A man working for a company handling ship repair resigned from his position after suffering injuries on the job. He filed a complaint against the company under maritime law and the Jones Act, both of which would require that he qualify as a seaman – and that’s the very thing the defendants claimed he was not.
The man was hired by American Marine & Salvage, LLC, in Mobile, AL in January 2010. He took care of office work, maintenance work such as mowing the office lawn and diving, welding and vessel repair. In March, he claimed that he’d injured his elbow while being helped onto a dive boat – following a dive – because there was no ladder. He recorded a back injury two months later, which had occurred from holding a 20-foot I-beam for the company owner. He hurt his back again the next day and turned in his resignation in mid-May.
His resultant suit made a claim of unseaworthiness and maintenance and cure under maritime law – maintenance is daily living expenses, cure is medical costs – and negligence under the Jones Act for the injuries he’d sustained while employed by American Marine.

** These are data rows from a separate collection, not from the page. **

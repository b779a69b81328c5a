//! Restaurant opening hours: parsing the `"HH:MM - HH:MM"` setting and
//! projecting it onto a calendar day.

use std::fmt;
use std::str::FromStr;

use chrono::{DateTime, Duration, NaiveDate, NaiveTime, TimeZone, Utc};
use chrono_tz::Tz;
use serde::{Deserialize, Serialize};

use crate::error::{BookingError, Result};
use crate::interval::TimeInterval;

/// Default step of the booking form's time picker.
pub const DEFAULT_TIME_OPTION_STEP: u32 = 30;

/// A same-day opening window. `open < close`; overnight hours are not supported.
#[derive(Debug, Clone, Copy, PartialEq, Eq, Serialize, Deserialize)]
#[serde(try_from = "String", into = "String")]
pub struct OpeningHours {
    open: NaiveTime,
    close: NaiveTime,
}

impl OpeningHours {
    pub fn new(open: NaiveTime, close: NaiveTime) -> Result<Self> {
        if open >= close {
            return Err(BookingError::InvalidOpeningHours(format!(
                "opening time {} is not before closing time {}",
                open.format("%H:%M"),
                close.format("%H:%M")
            )));
        }
        Ok(Self { open, close })
    }

    pub fn open(&self) -> NaiveTime {
        self.open
    }

    pub fn close(&self) -> NaiveTime {
        self.close
    }

    /// The opening window on `day`, reading wall-clock times as UTC.
    pub fn window_on(&self, day: NaiveDate) -> TimeInterval {
        TimeInterval::from_ordered(
            day.and_time(self.open).and_utc(),
            day.and_time(self.close).and_utc(),
        )
    }

    /// The opening window on `day` in the restaurant's timezone.
    ///
    /// Ambiguous wall-clock times (DST fall-back) resolve to the earliest
    /// instant. Times inside a DST gap are an error.
    pub fn window_in(&self, day: NaiveDate, tz: Tz) -> Result<TimeInterval> {
        let start = resolve_local(day, self.open, tz)?;
        let end = resolve_local(day, self.close, tz)?;
        TimeInterval::new(start, end)
    }

    /// Wall-clock start times offered by the booking form, from opening time
    /// up to (not including) closing time, every `step_minutes`.
    pub fn time_options(&self, step_minutes: u32) -> Result<Vec<NaiveTime>> {
        if step_minutes == 0 {
            return Err(BookingError::InvalidSlotDuration(step_minutes));
        }
        let step = Duration::minutes(i64::from(step_minutes));
        let mut options = Vec::new();
        let mut cursor = self.open;
        while cursor < self.close {
            options.push(cursor);
            let (next, wrapped) = cursor.overflowing_add_signed(step);
            if wrapped != 0 {
                break;
            }
            cursor = next;
        }
        Ok(options)
    }
}

fn resolve_local(day: NaiveDate, time: NaiveTime, tz: Tz) -> Result<DateTime<Utc>> {
    let local = day.and_time(time);
    tz.from_local_datetime(&local)
        .earliest()
        .map(|dt| dt.with_timezone(&Utc))
        .ok_or_else(|| BookingError::NonexistentLocalTime {
            time: local.format("%Y-%m-%dT%H:%M").to_string(),
            timezone: tz.name().to_string(),
        })
}

/// Parse an IANA timezone name such as `"Europe/Rome"`.
pub fn parse_timezone(name: &str) -> Result<Tz> {
    name.parse::<Tz>()
        .map_err(|_| BookingError::InvalidTimezone(name.to_string()))
}

impl FromStr for OpeningHours {
    type Err = BookingError;

    fn from_str(s: &str) -> Result<Self> {
        let (open, close) = s.split_once('-').ok_or_else(|| {
            BookingError::InvalidOpeningHours(format!("expected \"HH:MM - HH:MM\", got {:?}", s))
        })?;
        OpeningHours::new(parse_clock(open)?, parse_clock(close)?)
    }
}

fn parse_clock(s: &str) -> Result<NaiveTime> {
    let trimmed = s.trim();
    NaiveTime::parse_from_str(trimmed, "%H:%M")
        .map_err(|e| BookingError::InvalidOpeningHours(format!("bad time {:?}: {}", trimmed, e)))
}

impl TryFrom<String> for OpeningHours {
    type Error = BookingError;

    fn try_from(s: String) -> Result<Self> {
        s.parse()
    }
}

impl From<OpeningHours> for String {
    fn from(hours: OpeningHours) -> Self {
        hours.to_string()
    }
}

impl fmt::Display for OpeningHours {
    fn fmt(&self, f: &mut fmt::Formatter<'_>) -> fmt::Result {
        write!(
            f,
            "{} - {}",
            self.open.format("%H:%M"),
            self.close.format("%H:%M")
        )
    }
}
use crate::models::{EconomicMetrics, HealthStatus, Pillars};

// Weights for the Health Index
const W_LIQUIDITY: f64 = 0.25;
const W_BURN_RATE: f64 = 0.20;
const W_DEBT_STRUCTURE: f64 = 0.25;
const W_REAL_GROWTH: f64 = 0.15;
const W_DEMOGRAPHICS: f64 = 0.15;

/// No underlying series yet; held at the neutral midpoint on purpose.
pub const DEMOGRAPHICS_PLACEHOLDER: f64 = 50.0;

/// Normalizes raw metrics into the five 0-100 pillar scores.
/// A missing input propagates as None; nothing is guessed.
pub fn compute_pillars(metrics: &EconomicMetrics) -> Pillars {
    // Liquidity: reserve cover, target > 6 months of imports
    let liquidity = metrics
        .reserve_months
        .value
        .map(|months| (months / 6.0 * 100.0).clamp(0.0, 100.0).round());

    // Burn rate: inflation eats the score 5 points per percent
    let burn_rate = metrics
        .inflation
        .value
        .map(|inflation| (100.0 - inflation * 5.0).clamp(0.0, 100.0).round());

    // Debt structure: full marks up to 40% of GDP, linear penalty above
    let debt_structure = metrics
        .debt_to_gdp
        .value
        .map(|debt| (100.0 - (debt - 40.0).max(0.0)).clamp(0.0, 100.0).round());

    // Real growth: -2% maps to 0, +3% maps to 100
    let real_growth = metrics
        .gdp_growth
        .value
        .map(|growth| ((growth + 2.0) * 20.0).clamp(0.0, 100.0).round());

    Pillars {
        liquidity,
        burn_rate,
        debt_structure,
        real_growth,
        demographics: Some(DEMOGRAPHICS_PLACEHOLDER),
    }
}

/// Calculates the weighted Health Index (0-100), rounded to 1 decimal.
/// Returns None if any data-derived pillar is missing: one gap
/// invalidates the whole score, weights are never renormalized.
pub fn calculate_health_index(pillars: &Pillars) -> Option<f64> {
    let liquidity = pillars.liquidity?;
    let burn_rate = pillars.burn_rate?;
    let debt_structure = pillars.debt_structure?;
    let real_growth = pillars.real_growth?;

    // Demographics is a constant placeholder, so it never gates the score
    let demographics = pillars.demographics.unwrap_or(DEMOGRAPHICS_PLACEHOLDER);

    let index = liquidity * W_LIQUIDITY
        + burn_rate * W_BURN_RATE
        + debt_structure * W_DEBT_STRUCTURE
        + real_growth * W_REAL_GROWTH
        + demographics * W_DEMOGRAPHICS;

    Some((index * 10.0).round() / 10.0)
}

/// Classifies the composite index into a status category.
pub fn health_status(index: Option<f64>) -> HealthStatus {
    match index {
        None => HealthStatus::Unknown,
        Some(i) if i >= 75.0 => HealthStatus::Success,
        Some(i) if i >= 50.0 => HealthStatus::Warning,
        Some(_) => HealthStatus::Danger,
    }
}
use serde::{Deserialize, Serialize};

/// One raw observation from a statistical provider: a value and the
/// reporting period it belongs to (e.g. "2023").
#[derive(Debug, Serialize, Deserialize, Clone, PartialEq)]
pub struct Observation {
    pub period: String,
    pub value: f64,
}

/// One resolved data point for a single indicator.
/// `source` stays populated even when the value is missing, so the UI
/// can always attribute what it shows (or failed to show).
#[derive(Debug, Serialize, Deserialize, Clone, PartialEq)]
pub struct IndicatorSample {
    pub value: Option<f64>,
    pub period: Option<String>,
    pub source: String,
}

impl IndicatorSample {
    pub fn new(value: f64, period: &str, source: &str) -> Self {
        Self {
            value: Some(value),
            period: Some(period.to_string()),
            source: source.to_string(),
        }
    }

    pub fn unavailable(source: &str) -> Self {
        Self {
            value: None,
            period: None,
            source: source.to_string(),
        }
    }
}

/// The five resolved metrics plus the "invisible warning" slots.
/// The warning slots have no wired data series and stay unavailable.
#[derive(Debug, Serialize, Deserialize, Clone, PartialEq)]
pub struct EconomicMetrics {
    pub gdp_growth: IndicatorSample,
    pub inflation: IndicatorSample,
    pub debt_to_gdp: IndicatorSample,
    pub reserve_months: IndicatorSample,
    pub current_account: IndicatorSample,
    pub credit_to_gdp_gap: IndicatorSample,
    pub debt_service_ratio: IndicatorSample,
    pub reer_misalignment: IndicatorSample,
}

impl EconomicMetrics {
    /// All slots unavailable, attributed to `source`.
    pub fn unavailable(source: &str) -> Self {
        Self {
            gdp_growth: IndicatorSample::unavailable(source),
            inflation: IndicatorSample::unavailable(source),
            debt_to_gdp: IndicatorSample::unavailable(source),
            reserve_months: IndicatorSample::unavailable(source),
            current_account: IndicatorSample::unavailable(source),
            credit_to_gdp_gap: IndicatorSample::unavailable("pending"),
            debt_service_ratio: IndicatorSample::unavailable("pending"),
            reer_misalignment: IndicatorSample::unavailable("pending"),
        }
    }
}

/// The 5 pillars of economic health.
/// Each is a 0-100 score rounded to the nearest integer, or None when
/// the underlying indicator could not be resolved.
#[derive(Debug, Serialize, Deserialize, Clone, PartialEq)]
pub struct Pillars {
    pub liquidity: Option<f64>,
    pub burn_rate: Option<f64>,
    pub debt_structure: Option<f64>,
    pub real_growth: Option<f64>,
    pub demographics: Option<f64>,
}

#[derive(Debug, Serialize, Deserialize, Clone, Copy, PartialEq, Eq)]
pub enum HealthStatus {
    Success,
    Warning,
    Danger,
    Unknown,
}

/// One country's composite result. Built fresh on every fetch cycle and
/// replaced wholesale on refresh; never mutated in place.
#[derive(Debug, Serialize, Deserialize, Clone, PartialEq)]
pub struct HealthRecord {
    pub id: String,
    pub name: String,
    pub flag_code: String,
    pub data_year: String,
    pub health_index: Option<f64>,
    pub status: HealthStatus,
    pub pillars: Pillars,
    pub metrics: EconomicMetrics,
    pub narrative: String,
}

/// Country details from the metadata collaborator.
#[derive(Debug, Serialize, Deserialize, Clone, PartialEq)]
pub struct CountryMeta {
    pub id: String,
    pub name: String,
    pub iso2_code: String,
    pub region: String,
}

/// Entry in the selectable country list.
#[derive(Debug, Serialize, Deserialize, Clone, PartialEq)]
pub struct CountryOption {
    pub code: String,
    pub name: String,
    pub region: String,
}
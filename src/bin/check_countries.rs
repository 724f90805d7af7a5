use econ_health_analyzer::core::rate_limiter::RateLimiter;
use econ_health_analyzer::fetcher::worldbank::{CountryListCache, WorldBankFetcher};
use econ_health_analyzer::fetcher::{IndicatorSource, YearRange};
use econ_health_analyzer::indicators::registry::Registry;
use econ_health_analyzer::indicators::IndicatorKey;
use std::io::Write;
use std::sync::Arc;
use tokio::task::JoinSet;

/// Sweeps the full country list and reports countries with no usable
/// data for the core indicators. Those show up as empty cards.
#[tokio::main]
async fn main() {
    dotenvy::dotenv().ok();
    tracing_subscriber::fmt()
        .with_env_filter(tracing_subscriber::EnvFilter::from_default_env())
        .init();

    let fetcher = Arc::new(WorldBankFetcher::new());
    let cache = CountryListCache::new();

    println!("Fetching all countries...");
    let countries = cache
        .get_or_fetch(fetcher.as_ref())
        .await
        .expect("country list fetch failed")
        .to_vec();
    println!("Found {} countries. Checking data availability...", countries.len());

    // Growth, inflation and debt decide whether a card is effectively dead
    let probe_keys = [IndicatorKey::GdpGrowth, IndicatorKey::Inflation, IndicatorKey::GovDebt];

    let mut missing = Vec::new();

    // Process in chunks to avoid rate limiting
    const CHUNK_SIZE: usize = 20;
    for chunk in countries.chunks(CHUNK_SIZE) {
        let mut tasks = JoinSet::new();

        for country in chunk {
            let fetcher = fetcher.clone();
            let country = country.clone();
            tasks.spawn(async move {
                let mut has_data = false;
                for key in probe_keys {
                    let code = &Registry::get(key).code;
                    if let Ok(Some(_)) = fetcher
                        .lookup_indicator(&country.code, code, YearRange::recent())
                        .await
                    {
                        has_data = true;
                        break;
                    }
                }
                (country, has_data)
            });
        }

        while let Some(joined) = tasks.join_next().await {
            if let Ok((country, has_data)) = joined {
                if !has_data {
                    missing.push(country);
                }
            }
        }

        print!(".");
        let _ = std::io::stdout().flush();
        RateLimiter::wait("worldbank").await;
    }

    println!("\n\n--- Countries with NO data (Growth, Inflation, Debt) ---\n");
    if missing.is_empty() {
        println!("All countries have at least some data.");
    } else {
        for country in &missing {
            println!("- {} ({})", country.name, country.code);
        }
        println!("\nTotal: {} countries might show as empty cards.", missing.len());
    }
}
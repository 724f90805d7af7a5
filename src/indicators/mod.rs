use serde::Serialize;

pub mod registry;

/// The fixed set of indicator keys resolved for every country.
/// Unknown keys are not modeled; the set is closed.
#[derive(Debug, Clone, Copy, PartialEq, Eq, Hash, Serialize)]
pub enum IndicatorKey {
    GdpGrowth,
    Inflation,
    GovDebt,
    Reserves,
    CurrentAccount,
}

impl IndicatorKey {
    pub const ALL: [IndicatorKey; 5] = [
        IndicatorKey::GdpGrowth,
        IndicatorKey::Inflation,
        IndicatorKey::GovDebt,
        IndicatorKey::Reserves,
        IndicatorKey::CurrentAccount,
    ];

    /// Stable slug used in config files and logs.
    pub fn slug(&self) -> &'static str {
        match self {
            IndicatorKey::GdpGrowth => "gdp_growth",
            IndicatorKey::Inflation => "inflation",
            IndicatorKey::GovDebt => "gov_debt",
            IndicatorKey::Reserves => "reserves",
            IndicatorKey::CurrentAccount => "current_account",
        }
    }
}
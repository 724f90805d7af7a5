use once_cell::sync::Lazy;
use serde::Serialize;

use crate::indicators::IndicatorKey;

// ============================================================================
// ENUMS
// ============================================================================

/// Defines how the indicator value should be formatted/displayed
#[derive(Debug, Clone, PartialEq, Serialize)]
pub enum UnitType {
    /// Percentage (e.g., 4.26 -> "4.26%")
    Percent,
    /// Months of import cover (e.g., 5.2 -> "5.2 months")
    Months,
}

// ============================================================================
// METADATA STRUCT
// ============================================================================

#[derive(Debug, Clone, Serialize)]
pub struct IndicatorMetadata {
    pub key: IndicatorKey,
    pub name: String,
    pub description: Option<String>,
    /// World Bank series code queried first.
    pub code: String,
    /// Secondary series probed in order when the primary window is empty.
    /// Only the government-debt series carries alternates; the upstream
    /// central-government debt series is sparse for many countries.
    pub alternates: Vec<String>,
    pub unit: UnitType,
}

// Helper macro to reduce boilerplate
macro_rules! ind {
    ($key:expr, $name:expr, $desc:expr, $code:expr, $alts:expr, $unit:expr) => {
        IndicatorMetadata {
            key: $key,
            name: $name.to_string(),
            description: Some($desc.to_string()),
            code: $code.to_string(),
            alternates: $alts.iter().map(|s: &&str| s.to_string()).collect(),
            unit: $unit,
        }
    };
}

// ============================================================================
// STATIC INDICATOR REGISTRY (Lazy initialization, O(1) lookup by key)
// ============================================================================

static INDICATORS: Lazy<Vec<IndicatorMetadata>> = Lazy::new(|| {
    vec![
        ind!(IndicatorKey::GdpGrowth, "GDP Growth",
             "Annual GDP growth, constant prices", "NY.GDP.MKTP.KD.ZG",
             [], UnitType::Percent),
        ind!(IndicatorKey::Inflation, "Inflation (CPI)",
             "Consumer price inflation, annual %", "FP.CPI.TOTL.ZG",
             [], UnitType::Percent),
        ind!(IndicatorKey::GovDebt, "Government Debt / GDP",
             "Central government debt, % of GDP", "GC.DOD.TOTL.GD.ZS",
             ["DT.DOD.DECT.GN.ZS", "FS.AST.DOMS.GD.ZS"], UnitType::Percent),
        ind!(IndicatorKey::Reserves, "Reserve Cover",
             "Total reserves in months of imports", "FI.RES.TOTL.MO",
             [], UnitType::Months),
        ind!(IndicatorKey::CurrentAccount, "Current Account",
             "Current account balance, % of GDP", "BN.CAB.XOKA.GD.ZS",
             [], UnitType::Percent),
    ]
});

pub struct Registry;

impl Registry {
    pub fn all() -> &'static [IndicatorMetadata] {
        &INDICATORS
    }

    pub fn get(key: IndicatorKey) -> &'static IndicatorMetadata {
        INDICATORS
            .iter()
            .find(|m| m.key == key)
            .expect("registry covers every IndicatorKey")
    }
}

The company countered by making a motion for summary judgment, asserting that the former worker didn’t qualify as a seaman. The district court concurred and granted American Marine’s motion.
The man kept a diary, recording daily tasks, mileage and hours during the four-and-a-half months that he worked for the company. His total number of hours logged was 768.5 hours, and of those, 159 hours were spent repairing the work barge owned by American Marine. He also recorded 35.5 hours on a dive boat and 34.5 work-barge repairs performed while the ship was docked.
The company argued that the 159 hours on the work barge were not repairs handled at sea but with the ship ashore and its bottom resting on land. That left 70 hours of repairs for the ships on water, which was less than ten percent of his total hours. Qualified seamen usually spend at least 30 percent servicing a vessel in navigation, so that both the district and appeals courts deemed the plaintiff’s 9.1 percent less than “substantial.” The man’s diary also showed that he traveled by land to the office or to a customer’s boat or dock.
The plaintiff argued that, in contrast to the company’s assertion in court, making repairs on the work barge exposed him to the dangers of the sea. He compared his situation to a crane operator who worked aboard a derrick barge in the Mississippi River, but it was established in court that he handled most repairs on land. He also likened his position to that of a commercial diver, but the diver performed over 95 percent of his work at sea and, like any other crew member, worked, ate and slept on board.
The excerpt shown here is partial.